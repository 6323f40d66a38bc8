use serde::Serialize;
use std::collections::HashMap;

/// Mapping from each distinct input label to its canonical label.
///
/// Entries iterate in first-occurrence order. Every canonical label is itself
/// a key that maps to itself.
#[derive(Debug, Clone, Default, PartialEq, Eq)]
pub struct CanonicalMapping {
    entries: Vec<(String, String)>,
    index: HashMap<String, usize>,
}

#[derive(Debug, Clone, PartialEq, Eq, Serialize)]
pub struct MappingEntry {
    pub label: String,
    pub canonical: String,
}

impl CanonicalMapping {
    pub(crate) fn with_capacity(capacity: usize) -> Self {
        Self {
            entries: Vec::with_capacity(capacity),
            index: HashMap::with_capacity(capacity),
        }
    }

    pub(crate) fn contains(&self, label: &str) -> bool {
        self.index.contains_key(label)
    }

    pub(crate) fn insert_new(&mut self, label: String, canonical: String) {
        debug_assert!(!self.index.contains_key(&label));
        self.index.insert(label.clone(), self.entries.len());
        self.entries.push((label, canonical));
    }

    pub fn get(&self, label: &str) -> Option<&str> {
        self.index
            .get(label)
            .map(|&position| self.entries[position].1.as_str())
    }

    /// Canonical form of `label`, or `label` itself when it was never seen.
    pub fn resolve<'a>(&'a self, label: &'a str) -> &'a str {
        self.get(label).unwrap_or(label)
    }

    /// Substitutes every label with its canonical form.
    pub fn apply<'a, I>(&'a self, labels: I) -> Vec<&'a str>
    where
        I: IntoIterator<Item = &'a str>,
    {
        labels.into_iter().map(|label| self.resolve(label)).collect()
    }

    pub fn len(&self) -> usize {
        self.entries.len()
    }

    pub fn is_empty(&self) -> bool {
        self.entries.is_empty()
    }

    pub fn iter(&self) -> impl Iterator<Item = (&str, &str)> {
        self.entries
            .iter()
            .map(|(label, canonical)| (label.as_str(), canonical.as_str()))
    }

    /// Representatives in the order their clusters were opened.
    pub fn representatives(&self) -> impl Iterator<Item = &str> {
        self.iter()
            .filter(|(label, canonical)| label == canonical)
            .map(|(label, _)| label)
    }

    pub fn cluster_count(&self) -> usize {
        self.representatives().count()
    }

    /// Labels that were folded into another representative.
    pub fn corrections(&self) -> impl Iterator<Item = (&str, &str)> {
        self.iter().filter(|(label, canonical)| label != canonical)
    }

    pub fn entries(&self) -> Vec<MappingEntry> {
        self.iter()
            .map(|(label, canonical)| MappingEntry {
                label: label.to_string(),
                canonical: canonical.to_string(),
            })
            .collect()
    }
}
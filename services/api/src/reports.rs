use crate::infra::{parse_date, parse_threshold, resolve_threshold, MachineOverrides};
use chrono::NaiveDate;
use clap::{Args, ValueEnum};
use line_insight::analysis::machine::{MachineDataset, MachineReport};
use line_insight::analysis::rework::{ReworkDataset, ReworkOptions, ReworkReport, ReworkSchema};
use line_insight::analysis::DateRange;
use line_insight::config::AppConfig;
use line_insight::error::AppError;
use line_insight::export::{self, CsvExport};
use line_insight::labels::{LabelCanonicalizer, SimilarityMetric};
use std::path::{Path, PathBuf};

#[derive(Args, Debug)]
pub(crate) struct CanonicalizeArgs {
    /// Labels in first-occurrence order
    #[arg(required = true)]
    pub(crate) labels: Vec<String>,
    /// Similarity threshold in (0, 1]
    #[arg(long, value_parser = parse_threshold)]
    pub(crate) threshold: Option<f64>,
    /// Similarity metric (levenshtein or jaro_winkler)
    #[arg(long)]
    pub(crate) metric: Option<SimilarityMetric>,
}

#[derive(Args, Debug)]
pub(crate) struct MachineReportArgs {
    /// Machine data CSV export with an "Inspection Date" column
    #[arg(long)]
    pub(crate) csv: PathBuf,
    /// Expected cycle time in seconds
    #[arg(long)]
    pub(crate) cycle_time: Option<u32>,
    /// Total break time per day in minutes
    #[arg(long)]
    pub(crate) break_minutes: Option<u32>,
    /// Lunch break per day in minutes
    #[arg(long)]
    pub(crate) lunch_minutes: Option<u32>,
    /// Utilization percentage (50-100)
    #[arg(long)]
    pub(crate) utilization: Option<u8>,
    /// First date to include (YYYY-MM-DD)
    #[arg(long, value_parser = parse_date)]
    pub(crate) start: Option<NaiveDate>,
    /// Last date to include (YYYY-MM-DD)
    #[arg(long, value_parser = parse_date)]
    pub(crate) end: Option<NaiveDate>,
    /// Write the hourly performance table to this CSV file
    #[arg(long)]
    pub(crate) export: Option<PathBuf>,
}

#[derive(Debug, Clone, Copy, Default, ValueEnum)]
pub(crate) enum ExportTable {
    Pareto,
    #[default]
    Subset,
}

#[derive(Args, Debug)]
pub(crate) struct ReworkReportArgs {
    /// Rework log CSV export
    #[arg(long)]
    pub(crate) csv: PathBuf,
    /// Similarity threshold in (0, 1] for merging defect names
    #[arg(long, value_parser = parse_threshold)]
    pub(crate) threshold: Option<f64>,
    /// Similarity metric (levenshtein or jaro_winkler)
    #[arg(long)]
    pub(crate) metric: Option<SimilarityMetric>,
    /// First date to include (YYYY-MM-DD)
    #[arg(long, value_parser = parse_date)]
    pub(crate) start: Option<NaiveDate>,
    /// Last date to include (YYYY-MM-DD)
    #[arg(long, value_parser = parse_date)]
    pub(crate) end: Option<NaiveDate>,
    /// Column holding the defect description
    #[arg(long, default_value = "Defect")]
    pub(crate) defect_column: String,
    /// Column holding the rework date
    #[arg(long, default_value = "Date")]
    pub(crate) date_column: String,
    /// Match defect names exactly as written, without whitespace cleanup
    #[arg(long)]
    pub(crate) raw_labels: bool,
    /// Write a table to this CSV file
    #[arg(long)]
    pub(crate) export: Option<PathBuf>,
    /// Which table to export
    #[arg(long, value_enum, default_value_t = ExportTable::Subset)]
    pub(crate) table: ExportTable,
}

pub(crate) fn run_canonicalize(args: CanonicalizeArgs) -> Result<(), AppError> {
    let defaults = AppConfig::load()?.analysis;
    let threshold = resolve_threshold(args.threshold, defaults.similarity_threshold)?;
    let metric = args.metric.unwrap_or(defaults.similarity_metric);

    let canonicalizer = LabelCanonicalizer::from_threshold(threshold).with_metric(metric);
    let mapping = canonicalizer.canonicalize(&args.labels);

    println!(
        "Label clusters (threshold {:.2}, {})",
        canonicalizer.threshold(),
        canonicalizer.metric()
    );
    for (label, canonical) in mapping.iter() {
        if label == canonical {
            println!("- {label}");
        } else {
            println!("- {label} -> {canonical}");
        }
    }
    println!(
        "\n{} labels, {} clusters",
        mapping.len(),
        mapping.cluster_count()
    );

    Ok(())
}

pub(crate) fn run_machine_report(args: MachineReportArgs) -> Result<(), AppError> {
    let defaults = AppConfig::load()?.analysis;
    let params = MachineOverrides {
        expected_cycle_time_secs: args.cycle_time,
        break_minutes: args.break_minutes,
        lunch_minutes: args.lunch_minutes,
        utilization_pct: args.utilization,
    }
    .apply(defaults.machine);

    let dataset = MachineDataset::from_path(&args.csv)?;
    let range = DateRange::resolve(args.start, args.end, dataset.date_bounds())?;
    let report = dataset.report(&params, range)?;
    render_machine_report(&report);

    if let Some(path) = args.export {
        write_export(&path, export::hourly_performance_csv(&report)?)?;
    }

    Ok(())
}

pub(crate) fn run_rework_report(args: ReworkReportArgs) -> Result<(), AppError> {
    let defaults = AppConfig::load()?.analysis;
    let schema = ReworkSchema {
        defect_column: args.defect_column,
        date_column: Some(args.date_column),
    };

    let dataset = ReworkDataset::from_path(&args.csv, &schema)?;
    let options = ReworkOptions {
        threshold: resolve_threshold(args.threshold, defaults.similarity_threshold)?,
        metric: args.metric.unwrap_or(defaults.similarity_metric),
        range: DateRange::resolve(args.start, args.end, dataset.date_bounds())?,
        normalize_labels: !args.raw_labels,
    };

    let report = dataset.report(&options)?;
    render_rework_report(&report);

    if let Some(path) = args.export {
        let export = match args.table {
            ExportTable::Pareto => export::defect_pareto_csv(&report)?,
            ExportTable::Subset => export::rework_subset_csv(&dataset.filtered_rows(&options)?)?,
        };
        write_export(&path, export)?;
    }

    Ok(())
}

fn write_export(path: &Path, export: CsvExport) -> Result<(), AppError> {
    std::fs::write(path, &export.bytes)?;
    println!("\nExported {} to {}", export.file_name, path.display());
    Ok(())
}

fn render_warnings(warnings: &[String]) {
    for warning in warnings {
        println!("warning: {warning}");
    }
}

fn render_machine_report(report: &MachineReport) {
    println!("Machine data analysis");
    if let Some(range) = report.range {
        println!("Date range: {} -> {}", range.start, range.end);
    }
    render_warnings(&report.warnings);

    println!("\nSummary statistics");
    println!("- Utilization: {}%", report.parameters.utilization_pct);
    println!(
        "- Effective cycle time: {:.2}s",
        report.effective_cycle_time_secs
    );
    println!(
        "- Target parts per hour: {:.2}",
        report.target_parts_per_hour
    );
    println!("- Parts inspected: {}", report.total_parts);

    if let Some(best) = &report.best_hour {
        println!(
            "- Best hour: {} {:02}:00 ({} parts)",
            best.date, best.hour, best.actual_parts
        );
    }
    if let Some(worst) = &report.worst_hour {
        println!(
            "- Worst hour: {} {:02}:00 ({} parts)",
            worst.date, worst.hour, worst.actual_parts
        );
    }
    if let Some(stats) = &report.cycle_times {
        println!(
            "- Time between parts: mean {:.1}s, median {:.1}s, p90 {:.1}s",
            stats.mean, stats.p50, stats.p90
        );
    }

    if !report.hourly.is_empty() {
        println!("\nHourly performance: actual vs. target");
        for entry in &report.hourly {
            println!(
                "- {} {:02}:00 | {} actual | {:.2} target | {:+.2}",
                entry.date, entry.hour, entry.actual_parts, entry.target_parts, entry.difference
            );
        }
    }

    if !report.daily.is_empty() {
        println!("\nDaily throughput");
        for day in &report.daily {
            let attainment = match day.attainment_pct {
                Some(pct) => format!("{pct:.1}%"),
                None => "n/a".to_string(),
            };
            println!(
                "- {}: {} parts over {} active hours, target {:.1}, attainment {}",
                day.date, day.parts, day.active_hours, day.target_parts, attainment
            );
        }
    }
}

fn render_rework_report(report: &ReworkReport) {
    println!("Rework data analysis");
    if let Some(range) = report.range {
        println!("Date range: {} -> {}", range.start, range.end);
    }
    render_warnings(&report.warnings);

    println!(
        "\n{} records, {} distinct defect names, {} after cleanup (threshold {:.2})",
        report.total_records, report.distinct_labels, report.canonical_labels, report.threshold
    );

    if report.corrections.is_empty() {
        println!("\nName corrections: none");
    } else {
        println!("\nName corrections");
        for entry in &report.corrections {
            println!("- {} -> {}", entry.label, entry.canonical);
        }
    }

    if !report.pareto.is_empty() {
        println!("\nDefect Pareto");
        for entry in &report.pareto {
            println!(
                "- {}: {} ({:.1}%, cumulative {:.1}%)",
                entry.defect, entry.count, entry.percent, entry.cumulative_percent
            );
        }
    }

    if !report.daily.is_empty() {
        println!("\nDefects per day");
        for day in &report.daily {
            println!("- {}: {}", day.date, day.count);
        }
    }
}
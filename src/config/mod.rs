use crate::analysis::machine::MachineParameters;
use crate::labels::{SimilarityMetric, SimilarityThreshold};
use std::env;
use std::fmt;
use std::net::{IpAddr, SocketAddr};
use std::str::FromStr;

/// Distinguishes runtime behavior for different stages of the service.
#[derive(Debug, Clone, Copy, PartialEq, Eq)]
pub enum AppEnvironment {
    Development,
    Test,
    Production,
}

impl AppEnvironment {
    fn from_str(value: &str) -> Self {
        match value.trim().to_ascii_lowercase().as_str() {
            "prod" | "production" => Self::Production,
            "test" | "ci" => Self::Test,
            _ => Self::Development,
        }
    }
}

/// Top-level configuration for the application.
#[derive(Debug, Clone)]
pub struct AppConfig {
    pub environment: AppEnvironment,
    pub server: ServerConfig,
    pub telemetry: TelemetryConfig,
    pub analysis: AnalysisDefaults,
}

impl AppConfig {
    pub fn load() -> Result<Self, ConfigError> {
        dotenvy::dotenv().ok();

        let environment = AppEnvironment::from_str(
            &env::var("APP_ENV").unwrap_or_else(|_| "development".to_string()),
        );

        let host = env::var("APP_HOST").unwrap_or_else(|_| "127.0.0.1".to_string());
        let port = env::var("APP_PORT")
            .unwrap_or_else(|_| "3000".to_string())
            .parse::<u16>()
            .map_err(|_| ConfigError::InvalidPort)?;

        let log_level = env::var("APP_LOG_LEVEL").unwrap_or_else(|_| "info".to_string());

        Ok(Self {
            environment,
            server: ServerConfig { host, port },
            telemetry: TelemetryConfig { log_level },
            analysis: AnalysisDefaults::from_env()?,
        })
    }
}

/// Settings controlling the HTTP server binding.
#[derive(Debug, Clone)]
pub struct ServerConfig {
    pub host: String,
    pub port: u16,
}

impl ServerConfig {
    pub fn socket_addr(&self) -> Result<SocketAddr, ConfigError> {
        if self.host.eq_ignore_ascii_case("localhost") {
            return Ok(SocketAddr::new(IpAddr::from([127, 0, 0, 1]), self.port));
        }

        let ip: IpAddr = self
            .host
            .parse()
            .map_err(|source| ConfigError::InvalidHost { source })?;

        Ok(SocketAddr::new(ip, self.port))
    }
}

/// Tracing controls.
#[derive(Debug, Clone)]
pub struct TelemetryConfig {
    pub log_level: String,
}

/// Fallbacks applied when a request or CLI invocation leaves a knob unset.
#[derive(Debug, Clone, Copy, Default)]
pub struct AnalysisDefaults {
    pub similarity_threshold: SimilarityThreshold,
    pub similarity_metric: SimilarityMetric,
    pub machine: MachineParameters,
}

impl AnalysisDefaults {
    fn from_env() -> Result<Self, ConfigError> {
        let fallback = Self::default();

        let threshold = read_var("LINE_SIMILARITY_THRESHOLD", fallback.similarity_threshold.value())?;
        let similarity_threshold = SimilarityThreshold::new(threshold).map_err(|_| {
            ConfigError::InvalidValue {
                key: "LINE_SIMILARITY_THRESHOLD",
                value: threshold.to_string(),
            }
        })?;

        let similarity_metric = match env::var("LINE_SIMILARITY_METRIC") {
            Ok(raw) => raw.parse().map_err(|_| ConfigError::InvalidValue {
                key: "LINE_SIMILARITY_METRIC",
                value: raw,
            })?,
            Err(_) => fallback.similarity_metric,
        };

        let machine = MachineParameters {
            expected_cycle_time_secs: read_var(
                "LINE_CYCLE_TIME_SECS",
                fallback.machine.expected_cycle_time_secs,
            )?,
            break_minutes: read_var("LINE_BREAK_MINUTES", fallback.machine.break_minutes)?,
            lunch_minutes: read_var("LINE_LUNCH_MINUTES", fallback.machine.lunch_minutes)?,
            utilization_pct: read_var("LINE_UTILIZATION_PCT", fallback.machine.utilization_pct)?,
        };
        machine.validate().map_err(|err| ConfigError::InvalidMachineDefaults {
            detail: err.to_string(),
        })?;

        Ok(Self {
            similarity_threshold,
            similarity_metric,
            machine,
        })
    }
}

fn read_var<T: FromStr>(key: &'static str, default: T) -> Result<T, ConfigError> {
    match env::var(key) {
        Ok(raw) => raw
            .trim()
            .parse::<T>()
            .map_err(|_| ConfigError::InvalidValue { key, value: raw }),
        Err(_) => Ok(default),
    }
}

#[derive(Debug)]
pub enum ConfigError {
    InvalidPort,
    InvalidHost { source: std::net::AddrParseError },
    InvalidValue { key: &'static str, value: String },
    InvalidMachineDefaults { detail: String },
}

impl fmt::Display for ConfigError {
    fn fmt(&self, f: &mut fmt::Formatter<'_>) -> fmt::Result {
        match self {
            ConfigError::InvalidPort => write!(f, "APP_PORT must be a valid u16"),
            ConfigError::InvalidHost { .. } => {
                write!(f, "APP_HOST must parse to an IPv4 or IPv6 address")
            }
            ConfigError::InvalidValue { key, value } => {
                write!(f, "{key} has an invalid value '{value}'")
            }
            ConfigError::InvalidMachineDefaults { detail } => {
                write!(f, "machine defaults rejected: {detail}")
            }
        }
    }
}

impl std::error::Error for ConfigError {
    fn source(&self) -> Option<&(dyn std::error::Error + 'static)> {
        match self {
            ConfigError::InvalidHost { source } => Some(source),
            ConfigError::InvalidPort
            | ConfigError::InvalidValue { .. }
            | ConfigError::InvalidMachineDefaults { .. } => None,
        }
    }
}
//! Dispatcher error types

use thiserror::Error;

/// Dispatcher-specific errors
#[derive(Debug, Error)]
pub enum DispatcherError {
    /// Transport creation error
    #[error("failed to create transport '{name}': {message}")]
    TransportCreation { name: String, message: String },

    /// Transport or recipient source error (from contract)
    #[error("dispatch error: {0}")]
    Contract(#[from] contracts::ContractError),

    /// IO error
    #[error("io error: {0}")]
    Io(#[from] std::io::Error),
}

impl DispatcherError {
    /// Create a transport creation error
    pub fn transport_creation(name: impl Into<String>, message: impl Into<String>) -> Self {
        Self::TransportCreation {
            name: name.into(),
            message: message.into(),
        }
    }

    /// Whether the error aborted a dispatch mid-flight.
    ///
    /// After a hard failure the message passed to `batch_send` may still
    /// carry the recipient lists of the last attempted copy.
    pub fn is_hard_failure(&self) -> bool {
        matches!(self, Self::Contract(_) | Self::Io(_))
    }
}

**What you will do**
Restate the listing exactly, starting at its first line and ending at the line where "pub(crate) fn with_capacity(capacity: usize)" occurs; include both and no other lines.

**Expected answer**
repository 6323f40d66a38bc8
use serde::Serialize;
use std::collections::HashMap;

/// Mapping from each distinct input label to its canonical label.
///
/// Entries iterate in first-occurrence order. Every canonical label is itself
/// a key that maps to itself.
#[derive(Debug, Clone, Default, PartialEq, Eq)]
pub struct CanonicalMapping {
    entries: Vec<(String, String)>,
    index: HashMap<String, usize>,
}

#[derive(Debug, Clone, PartialEq, Eq, Serialize)]
pub struct MappingEntry {
    pub label: String,
    pub canonical: String,
}

impl CanonicalMapping {
    pub(crate) fn with_capacity(capacity: usize) -> Self {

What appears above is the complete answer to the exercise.